//! Writable side of one client socket
//!
//! The read half stays with the owning session; the write half lives here so
//! that the router can deliver to any registered client. Writes are
//! serialized per connection by an async mutex, never by the registry lock.
//! Closing flips a watch flag first, so a write stuck on a peer that stopped
//! reading gives up its lock instead of blocking the close.

use std::time::Duration;

use tokio::io::{AsyncWrite, AsyncWriteExt};
use tokio::sync::{watch, Mutex};
use tracing::debug;

use crate::codec::Framing;
use crate::error::SendError;
use crate::message::ServerMessage;
use crate::types::ConnectionId;

/// Upper bound for taking the writer and shutting it down on close
const CLOSE_TIMEOUT: Duration = Duration::from_secs(1);

type BoxedWriter = Box<dyn AsyncWrite + Send + Unpin>;

pub struct Connection {
    id: ConnectionId,
    framing: Framing,
    /// `None` once closed; later writes fail with `SendError::Closed`
    writer: Mutex<Option<BoxedWriter>>,
    closed: watch::Sender<bool>,
}

impl Connection {
    /// Wrap the write half of a client socket
    pub fn new<W>(id: ConnectionId, framing: Framing, writer: W) -> Self
    where
        W: AsyncWrite + Send + Unpin + 'static,
    {
        let (closed, _) = watch::channel(false);
        Self {
            id,
            framing,
            writer: Mutex::new(Some(Box::new(writer))),
            closed,
        }
    }

    /// Identity of the session that owns this socket
    pub fn id(&self) -> ConnectionId {
        self.id
    }

    /// Encode and write one message
    pub async fn send(&self, msg: &ServerMessage) -> Result<(), SendError> {
        let bytes = self.framing.encode(&msg.to_string());
        self.write_frame(&bytes).await
    }

    /// Zero-length write used as a liveness probe
    ///
    /// Many platforms accept this even on a dead peer, so success does not
    /// prove the peer is alive.
    pub async fn probe(&self) -> Result<(), SendError> {
        self.write_frame(&[]).await
    }

    async fn write_frame(&self, bytes: &[u8]) -> Result<(), SendError> {
        let mut closed = self.closed.subscribe();
        if *closed.borrow_and_update() {
            return Err(SendError::Closed);
        }

        let write = async {
            let mut guard = self.writer.lock().await;
            let writer = guard.as_mut().ok_or(SendError::Closed)?;
            if bytes.is_empty() {
                let _written = writer.write(bytes).await?;
            } else {
                writer.write_all(bytes).await?;
            }
            writer.flush().await?;
            Ok::<(), SendError>(())
        };

        tokio::select! {
            result = write => result,
            _ = async { let _ = closed.wait_for(|closed| *closed).await; } => {
                Err(SendError::Closed)
            }
        }
    }

    /// Shut down and release the writer. Idempotent and time-bounded.
    ///
    /// Pending writes are cancelled. If the writer still cannot be taken in
    /// time it is left to be dropped with the connection.
    pub async fn close(&self) {
        self.closed.send_replace(true);

        let writer = match tokio::time::timeout(CLOSE_TIMEOUT, self.writer.lock()).await {
            Ok(mut guard) => guard.take(),
            Err(_) => {
                debug!("Writer for {} still busy, dropping without shutdown", self.id);
                return;
            }
        };
        if let Some(mut writer) = writer {
            let _ = tokio::time::timeout(CLOSE_TIMEOUT, writer.shutdown()).await;
        }
    }

    /// True once `close` has started
    pub fn is_closed(&self) -> bool {
        *self.closed.borrow()
    }
}

impl std::fmt::Debug for Connection {
    fn fmt(&self, f: &mut std::fmt::Formatter<'_>) -> std::fmt::Result {
        f.debug_struct("Connection")
            .field("id", &self.id)
            .field("framing", &self.framing)
            .finish_non_exhaustive()
    }
}

#[cfg(test)]
mod tests {
    use super::*;
    use std::sync::Arc;
    use tokio::io::AsyncReadExt;

    #[tokio::test]
    async fn test_send_then_close() {
        let (mut peer, local) = tokio::io::duplex(1024);
        let conn = Connection::new(ConnectionId::new(), Framing::Line, local);

        conn.send(&ServerMessage::ShuttingDown).await.unwrap();
        conn.close().await;
        conn.close().await;
        assert!(conn.is_closed());
        assert!(matches!(
            conn.send(&ServerMessage::ShuttingDown).await,
            Err(SendError::Closed)
        ));

        let mut received = String::new();
        peer.read_to_string(&mut received).await.unwrap();
        assert_eq!(received, "[SERVER] Server is shutting down\n");
    }

    #[tokio::test]
    async fn test_write_to_dropped_peer_fails() {
        let (peer, local) = tokio::io::duplex(1024);
        let conn = Connection::new(ConnectionId::new(), Framing::Raw, local);
        drop(peer);

        assert!(matches!(
            conn.send(&ServerMessage::Help).await,
            Err(SendError::Io(_))
        ));
    }

    #[tokio::test]
    async fn test_close_interrupts_stalled_write() {
        // Pipe too small for the message; the peer never reads
        let (_peer, local) = tokio::io::duplex(8);
        let conn = Arc::new(Connection::new(ConnectionId::new(), Framing::Line, local));

        let writer = Arc::clone(&conn);
        let pending = tokio::spawn(async move { writer.send(&ServerMessage::Help).await });
        tokio::time::sleep(Duration::from_millis(50)).await;
        assert!(!pending.is_finished());

        tokio::time::timeout(Duration::from_secs(2), conn.close())
            .await
            .expect("close blocked on a stalled write");
        assert!(conn.is_closed());
        assert!(matches!(pending.await.unwrap(), Err(SendError::Closed)));
    }
}
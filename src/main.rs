//! Chat Relay - Entry Point
//!
//! Loads configuration, starts the ChatServer, and shuts it down on Ctrl-C.

use std::path::PathBuf;

use clap::Parser;
use tracing::{error, info};
use tracing_subscriber::EnvFilter;

use chat_relay::{ChatServer, Config, Framing};

#[derive(Parser, Debug)]
#[command(author, version, about, long_about = None)]
struct Args {
    /// Config file path (TOML)
    #[arg(short, long)]
    config: Option<PathBuf>,

    /// Bind address
    #[arg(long)]
    host: Option<String>,

    /// Port to listen on
    #[arg(short, long)]
    port: Option<u16>,

    /// Maximum simultaneous clients
    #[arg(short, long)]
    max_clients: Option<usize>,

    /// Idle timeout in seconds before a liveness probe
    #[arg(long)]
    idle_timeout: Option<u64>,

    /// Wire framing: raw (no delimiter) or line
    #[arg(long)]
    framing: Option<Framing>,

    /// Log level (trace, debug, info, warn, error)
    #[arg(long)]
    log_level: Option<String>,

    /// Enable verbose logging
    #[arg(short, long)]
    verbose: bool,
}

impl Args {
    fn into_config(self) -> Result<Config, chat_relay::ChatError> {
        let mut config = match &self.config {
            Some(path) => Config::from_file(path)?,
            None => Config::default(),
        };

        if let Some(host) = self.host {
            config.host = host;
        }
        if let Some(port) = self.port {
            config.port = port;
        }
        if let Some(max_clients) = self.max_clients {
            config.max_clients = max_clients;
        }
        if let Some(idle_timeout) = self.idle_timeout {
            config.idle_timeout_secs = idle_timeout;
        }
        if let Some(framing) = self.framing {
            config.framing = framing;
        }
        if let Some(log_level) = self.log_level {
            config.log_level = log_level;
        }
        if self.verbose {
            config.log_level = "debug".to_string();
        }

        Ok(config)
    }
}

#[tokio::main]
async fn main() -> Result<(), Box<dyn std::error::Error>> {
    let config = Args::parse().into_config()?;

    // Use RUST_LOG env var to override, e.g. RUST_LOG=chat_relay=trace
    tracing_subscriber::fmt()
        .with_env_filter(
            EnvFilter::try_from_default_env()
                .unwrap_or_else(|_| EnvFilter::new(format!("chat_relay={}", config.log_level))),
        )
        .init();

    info!("Starting chat relay v{}", env!("CARGO_PKG_VERSION"));

    let server = ChatServer::bind(config).await?;

    let stats = server
        .run(async {
            if let Err(e) = tokio::signal::ctrl_c().await {
                error!("Failed to listen for shutdown signal: {}", e);
                std::future::pending::<()>().await;
            }
        })
        .await;

    info!(
        "Shutdown complete ({} total, {} peak)",
        stats.total_connections, stats.peak_concurrent
    );
    Ok(())
}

● ● ● ●

Try it> Exactly one number is the answer: how many lines of the entries contain the string "EnvFilter".

Expected answer> 3